Summary
The characters from Chapters 1, 2, and 3 have all been linked in the fifth chapter, except for Penelope. The epilogue brings the story to a close by detailing how Penelope's tale is intricately tied to the characters of Chapter 4. By her eightieth birthday, Penelope has found a new partner, Jeremy, and though Jeremy and she have different interests and tastes, Penelope determines that they are ultimately compatible. Perhaps more importantly, he provides her with necessary companionship in a lonely old age. They move in together, she in her sixties, and Jeremy in his seventies. After a cancer scare, Penelope becomes anxious to understand her place in the world—including who her birth parents were.
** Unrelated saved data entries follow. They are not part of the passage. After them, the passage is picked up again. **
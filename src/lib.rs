//! # Light-field transport engine
//!
//! Resamples a four-dimensional light field — a plenoptic function
//! discretised on a source image plane, a destination image plane, and a
//! shared angular sampling plane — from one optical configuration to
//! another. The hard core is the affine optics algebra ([`optics`]), the
//! view-indexed separable resampling kernel ([`transport`]), and the
//! lixel-volume calculus ([`lixel`]) used to normalise the integral.
//!
//! # Example
//! ```
//! use lightfield_transport::{
//!     AngularBasis, AngularPlane, Optics1D, Parameterisation, PlaneGeometry, Transport,
//! };
//!
//! let geom = PlaneGeometry::new(8, 8, 0.1, 0.1);
//! let identity = Optics1D::identity();
//! let mut angular = AngularPlane::default();
//! angular
//!     .setup(0.05, 0.05, AngularBasis::Dirac, Parameterisation::Spatial, &[0.], &[0.], &[1.])
//!     .unwrap();
//!
//! let transport = Transport::new(
//!     &geom, &geom, &angular, &identity, &identity, &identity, &identity,
//! )
//! .unwrap();
//! let src = vec![0f64; geom.len()];
//! let mut dst = vec![0f64; geom.len()];
//! let mut tmp = vec![0f64; transport.tmp_size()];
//! transport.forw_view(0, &src, &mut dst, &mut tmp).unwrap();
//! ```

mod angular_plane;
mod environment;
mod image;
mod lixel;
mod optics;
mod plane_geometry;
mod transport;

pub use angular_plane::{AngularBasis, AngularPlane, Parameterisation};
pub use environment::{AxisWindow, ComputeDevice, Environment, HostDevice, TapShape};
pub use image::Image;
pub use lixel::lixel_volume;
pub use optics::{Optics1D, Optics2D};
pub use plane_geometry::PlaneGeometry;
pub use transport::{Transport, TransportState};

use std::{
    env,
    fs::File,
    marker::PhantomData,
    path::{Path, PathBuf},
};
use serde::{de::DeserializeOwned, Serialize};

/// Errors returned by every operation in this crate. No operation unwinds;
/// all failures are reported through this enum and leave the receiver in
/// its pre-call state, except [`AngularPlane::setup`] which always leaves
/// the plane destructible.
#[derive(thiserror::Error, Debug, Clone, PartialEq)]
pub enum TransportError {
    /// A required invariant was violated: a null/empty input, an
    /// uninitialised transport, or an angular plane still tagged
    /// [`AngularBasis::Uninit`] at compute time.
    #[error("invariant violation: {0}")]
    InvariantViolation(String),
    /// The optics are numerically degenerate: a singular matrix at
    /// inversion time, or a zero divisor while deriving per-view
    /// parameters.
    #[error("degenerate optics: {0}")]
    DegenerateOptics(String),
    /// Allocation or device-submission failure.
    #[error("resource failure: {0}")]
    Resource(String),
    /// An out-of-range view index or undersized buffer.
    #[error("programming error: {0}")]
    ProgrammingError(String),
}

/// Result alias used throughout the crate.
pub type Result<T> = std::result::Result<T, TransportError>;

/// Checkpointing a configuration value into a [bincode] file, the way the
/// teacher crate dumps/loads `OpticalSensitivities`.
pub trait Bin: Sized {
    fn dump<P: AsRef<Path>>(&self, path: P) -> Result<()>;
    fn load<P: AsRef<Path>>(path: P) -> Result<Self>;
}

impl<T: Serialize + DeserializeOwned> Bin for T {
    fn dump<P: AsRef<Path>>(&self, path: P) -> Result<()> {
        let file = File::create(path)
            .map_err(|e| TransportError::Resource(format!("create checkpoint file: {e}")))?;
        bincode::serialize_into(file, self)
            .map_err(|e| TransportError::Resource(format!("serialize checkpoint: {e}")))
    }

    fn load<P: AsRef<Path>>(path: P) -> Result<Self> {
        let file = File::open(path)
            .map_err(|e| TransportError::Resource(format!("open checkpoint file: {e}")))?;
        bincode::deserialize_from(file)
            .map_err(|e| TransportError::Resource(format!("deserialize checkpoint: {e}")))
    }
}

/// A configuration loader: resolves a directory (from the
/// `LIGHTFIELD_TRANSPORT_HOME` environment variable, falling back to the
/// current directory) and a file name, then loads a [Bin] checkpoint from
/// the joined path. Mirrors the teacher crate's `Loader<T>`.
pub struct Loader<T> {
    path: PathBuf,
    filename: String,
    phantom: PhantomData<T>,
}

/// [Loader] loading interface, one impl per loadable type.
pub trait LoaderTrait<T> {
    fn load(self) -> Result<T>;
}

impl<T> Loader<T> {
    /// Overrides the loading directory.
    pub fn path<P: AsRef<Path>>(self, path: P) -> Self {
        Self {
            path: path.as_ref().to_path_buf(),
            ..self
        }
    }

    /// Overrides the loaded file name.
    pub fn filename(self, filename: &str) -> Self {
        Self {
            filename: filename.to_string(),
            ..self
        }
    }
}

impl Default for Loader<PlaneGeometry> {
    /// Default loader for [PlaneGeometry], expecting `plane_geometry.bin`
    /// under `$LIGHTFIELD_TRANSPORT_HOME` (or the current directory).
    fn default() -> Self {
        let path = env::var("LIGHTFIELD_TRANSPORT_HOME").unwrap_or_else(|_| ".".to_string());
        Self {
            path: Path::new(&path).to_path_buf(),
            filename: "plane_geometry.bin".to_string(),
            phantom: PhantomData,
        }
    }
}

impl LoaderTrait<PlaneGeometry> for Loader<PlaneGeometry> {
    fn load(self) -> Result<PlaneGeometry> {
        log::debug!("loading plane geometry from {:?}", self.path.join(&self.filename));
        PlaneGeometry::load(self.path.join(self.filename))
    }
}

impl Default for Loader<AngularPlane> {
    /// Default loader for [AngularPlane], expecting `angular_plane.bin`
    /// under `$LIGHTFIELD_TRANSPORT_HOME` (or the current directory).
    fn default() -> Self {
        let path = env::var("LIGHTFIELD_TRANSPORT_HOME").unwrap_or_else(|_| ".".to_string());
        Self {
            path: Path::new(&path).to_path_buf(),
            filename: "angular_plane.bin".to_string(),
            phantom: PhantomData,
        }
    }
}

impl LoaderTrait<AngularPlane> for Loader<AngularPlane> {
    fn load(self) -> Result<AngularPlane> {
        log::debug!("loading angular plane from {:?}", self.path.join(&self.filename));
        AngularPlane::load(self.path.join(self.filename))
    }
}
Her daughter suggests that she take a DNA test, which reveals, shockingly, that she is 13% African. The DNA test also connects Penelope to her birth mother—Hattie. Penelope takes the train to visit Hattie, and the two finally meet in a heartwarming moment.
Analysis
For the majority of her adult life (and in the various vignettes of Girl, Woman, Other that she appears in), Penelope holds racially insensitive opinions. For example, she reduces an Asian student to stereotypes of docility and subservience while ascribing aggression to a black cab driver she encounters. Throughout the novel, she identifies as a white woman and is a product of the Silent or Traditionalist generation. Ironically, however, when she is in her 70s, she discovers that she is actually 1/8th African from a DNA test. In the moment that the mother-daughter pair meet, Penelope's deep-set prejudices seem to melt away, and she questions why the race of her mother mattered to her at all.